Vingança como política

Congresso deixa claro a Jair Bolsonaro que o poder não pode ser usado para prejudicar aqueles que considera inimigos

Notas & Informações, O Estado de S.Paulo

22 de janeiro de 2020 | 03h00

É dado como certo no Congresso que duas medidas provisórias (MPs) consideradas especialmente importantes pelo presidente Jair Bolsonaro não serão analisadas e perderão a validade sem votação. Uma delas revoga o monopólio de entidades estudantis para a emissão da carteirinha que dá direito à meia-entrada para estudantes. A outra dispensa a administração pública de publicar em jornais diários de grande circulação editais de licitação e tomada de preços, concursos e leilões.

Já se tornou rotineiro o arquivamento de medidas provisórias editadas por Bolsonaro, por irregularidades ou porque o governo não se empenhou em aprová-las. No caso das duas medidas em questão, contudo, a reação do Congresso é uma forma de deixar claro a Bolsonaro que a caneta presidencial não pode ser usada para prejudicar aqueles que o governo considera seus inimigos. Pois é justamente de vingança, pura e simples, que se trata as tais medidas provisórias.

A chamada “MP da Liberdade Estudantil”, por exemplo, foi considerada pelo próprio governo como um instrumento para prejudicar a União Nacional dos Estudantes (UNE) e a União Brasileira dos Estudantes Secundaristas (Ubes), ao retirar-lhes o monopólio da emissão de carteirinhas de estudantes, principal fonte de renda dessas entidades. Esse monopólio é totalmente absurdo e ilegal, mas, a julgar pelo discurso do presidente, o objetivo primordial de sua MP não é dar liberdade para que o estudante escolha de que maneira vai obter sua carteirinha – até porque a MP estabelece que é o governo quem passará a emiti-la –, e sim arruinar a UNE e a Ubes.

“Essa lei de hoje, apesar de ser uma bomba, é muito bem-vinda, vem do coração”, disse o presidente ao assinar a medida. “Vai evitar que certas pessoas, em nossas universidades, promovam o socialismo. Socialismo esse que não deu certo em lugar nenhum do mundo, e devemos nos afastar deles”, declarou Bolsonaro, em referência ao fato de que as entidades estudantis são ligadas a partidos de esquerda, como o PCdoB. Em outra ocasião, disse que, graças à MP, “vai faltar dinheiro ao PCdoB, vão ter que arranjar dinheiro em outro lugar”.

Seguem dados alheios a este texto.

// This Source Code Form is subject to the terms of the Mozilla Public
// License, v. 2.0. If a copy of the MPL was not distributed with this
// file, You can obtain one at https://mozilla.org/MPL/2.0/.

use {
    anyhow::Result,
    assert_cmd::Command,
    assert_fs::{prelude::*, TempDir},
    predicates::prelude::*,
};

fn get_command(temp_dir: &TempDir) -> Result<Command> {
    let mut command = Command::cargo_bin("buildpy")?;
    command
        .current_dir(temp_dir.path())
        .env("DEBUG", "0")
        .env("COLOR", "0");

    Ok(command)
}

fn app_version() -> Result<()> {
    let temp_dir = TempDir::new()?;

    get_command(&temp_dir)?
        .arg("-V")
        .assert()
        .success()
        .stdout(predicates::str::contains(env!("CARGO_PKG_VERSION")));

    Ok(())
}

fn write_setup_local() -> Result<()> {
    let temp_dir = TempDir::new()?;

    get_command(&temp_dir)?
        .args(["-c", "static_tiny", "-v", "3.12", "-w"])
        .assert()
        .success();

    let patch = temp_dir.child("patch").child("static.tiny");
    patch.assert(predicates::path::is_file());
    patch.assert(predicates::str::starts_with("# -*- makefile -*-"));
    patch.assert(predicates::str::contains("\n# core\n"));
    patch.assert(predicates::str::contains("*disabled*"));
    patch.assert(predicates::str::contains("# end"));

    temp_dir.child("build").assert(predicates::path::missing());

    Ok(())
}

fn write_setup_local_with_dashes() -> Result<()> {
    let temp_dir = TempDir::new()?;

    get_command(&temp_dir)?
        .args(["-c", "shared-mid", "-w"])
        .assert()
        .success();

    temp_dir
        .child("patch")
        .child("shared.mid")
        .assert(predicates::path::is_file());

    Ok(())
}

fn write_json() -> Result<()> {
    let temp_dir = TempDir::new()?;
    let out = temp_dir.child("out").child("config.json");

    get_command(&temp_dir)?
        .args(["-c", "shared_max", "-v", "3.13.11", "-w", "-s"])
        .arg(out.path())
        .assert()
        .success();

    out.assert(predicates::path::is_file());
    out.assert(predicates::str::contains("    \"header\": ["));
    out.assert(predicates::str::contains("\"extensions\": {"));
    out.assert(predicates::str::contains("\"static\": ["));
    temp_dir.child("patch").assert(predicates::path::missing());

    Ok(())
}

fn invalid_config_fails() -> Result<()> {
    let temp_dir = TempDir::new()?;

    get_command(&temp_dir)?
        .args(["-c", "shared_tiny", "-w"])
        .assert()
        .failure()
        .stderr(predicates::str::contains("invalid build variant: shared_tiny"));

    Ok(())
}

fn unsupported_version_fails() -> Result<()> {
    let temp_dir = TempDir::new()?;

    get_command(&temp_dir)?
        .args(["-v", "3.9.18", "-w"])
        .assert()
        .failure()
        .stderr(predicates::str::contains("unsupported python version"));

    Ok(())
}

fn unknown_build_type_fails() -> Result<()> {
    let temp_dir = TempDir::new()?;

    get_command(&temp_dir)?
        .args(["-t", "bogus-ext", "-n"])
        .assert()
        .failure()
        .stderr(predicates::str::contains("build type bogus-ext is not available"));

    Ok(())
}

fn local_build_type_does_nothing() -> Result<()> {
    let temp_dir = TempDir::new()?;

    get_command(&temp_dir)?
        .args(["-t", "local"])
        .assert()
        .success()
        .stdout(predicates::str::is_empty());

    temp_dir.child("build").assert(predicates::path::missing());

    Ok(())
}

fn bad_bytecode_level_fails() -> Result<()> {
    let temp_dir = TempDir::new()?;

    get_command(&temp_dir)?
        .args(["-b", "5", "-n"])
        .assert()
        .failure()
        .stderr(predicates::str::contains("--optimize-bytecode").normalize());

    Ok(())
}

fn run() -> Result<()> {
    app_version()?;
    write_setup_local()?;
    write_setup_local_with_dashes()?;
    write_json()?;
    invalid_config_fails()?;
    unsupported_version_fails()?;
    unknown_build_type_fails()?;
    local_build_type_does_nothing()?;
    bad_bytecode_level_fails()?;

    Ok(())
}

fn main() {
    run().expect("all tests should pass");
}
use colored::*;
use std::fmt;
use tracing::{Event, Level, Subscriber};
use tracing_subscriber::fmt::format::{FormatEvent, FormatFields, Writer};
use tracing_subscriber::fmt::FmtContext;
use tracing_subscriber::registry::LookupSpan;
use tracing_subscriber::EnvFilter;

/// A tracing event formatter that colors each line by level.
///
/// Info lines are printed bare; warnings and errors get a level prefix so
/// they remain recognizable when color is disabled, and verbose lines name
/// the module that emitted them. The benchmark report is written to stdout
/// separately, so these lines never mix with it.
pub struct ColorizedFormatter;

impl<S, N> FormatEvent<S, N> for ColorizedFormatter
where
    S: Subscriber + for<'a> LookupSpan<'a>,
    N: for<'a> FormatFields<'a> + 'static,
{
    fn format_event(
        &self,
        ctx: &FmtContext<'_, S, N>,
        mut writer: Writer<'_>,
        event: &Event<'_>,
    ) -> fmt::Result {
        let mut message = String::new();
        ctx.format_fields(Writer::new(&mut message), event)?;

        let metadata = event.metadata();
        match *metadata.level() {
            Level::INFO => writeln!(writer, "{}", message.white()),
            Level::WARN => writeln!(writer, "{} {}", "warning:".yellow().bold(), message.yellow()),
            Level::ERROR => writeln!(writer, "{} {}", "error:".red().bold(), message.red()),
            level => {
                let target = format!("{}:", metadata.target()).dimmed();
                let body = if level == Level::DEBUG {
                    message.blue()
                } else {
                    message.purple()
                };
                writeln!(writer, "{} {}", target, body)
            }
        }
    }
}

/// Install the global subscriber, logging to stderr
///
/// `RUST_LOG` takes precedence; otherwise the level is `info`, or `debug`
/// with `verbose`.
pub fn init(verbose: bool) {
    let default_level = if verbose { "debug" } else { "info" };
    let filter = EnvFilter::try_from_default_env().unwrap_or_else(|_| EnvFilter::new(default_level));

    // A second init (e.g. from tests) keeps the first subscriber.
    let _ = tracing_subscriber::fmt()
        .with_env_filter(filter)
        .with_writer(std::io::stderr)
        .event_format(ColorizedFormatter)
        .try_init();
}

O presidente deixa claro que sua intenção é sufocar partidos de esquerda e seus satélites no movimento estudantil. Se estivesse realmente interessado em promover o interesse público a respeito desse tema, teria trabalhado no sentido de revogar a própria existência da Lei da Meia-Entrada (Lei 12.933/2013), que é injusta por dividir os brasileiros em duas classes, os que têm e os que não têm direito de pagar menos em eventos culturais e esportivos. Bolsonaro preferiu nem tocar nesse assunto. Escolheu usar a questão da carteirinha de estudante como instrumento para atacar desafetos. Nenhuma MP elaborada com esse evidente espírito de desforra passará na Câmara, segundo avisam os parlamentares.

Pelos mesmos motivos, dificilmente prosperará a medida provisória que dispensa a publicação de editais da administração pública em jornais – cujos efeitos, aliás, foram suspensos por força de liminar do ministro do Supremo Tribunal Federal Gilmar Mendes. É a segunda tentativa de Bolsonaro de prejudicar economicamente a imprensa, que ataca dia e noite. A primeira, a MP que acabava com a obrigação de empresas de capital aberto de publicar seus balanços em jornais, foi arquivada sem votação pelo Congresso. Não havia outra atitude a tomar, especialmente depois que o presidente declarou, com todas as letras, que se tratava de uma “retribuição” pelo tratamento supostamente hostil que recebe da imprensa.

Ao rejeitar ou deixar caducar medidas provisórias que não apenas carecem dos requisitos legais de urgência e relevância, como também, e principalmente, são destinadas apenas a lesar aqueles que o presidente escolheu como seus antagonistas – reais e imaginários –, o Congresso cumpre rigorosamente seu papel de freio dos ímpetos cesaristas de Bolsonaro, que desde sempre confunde seus desejos pessoais com a “vontade do povo” supostamente manifestada nas urnas com sua eleição. Que assim continue, para o bem da democracia.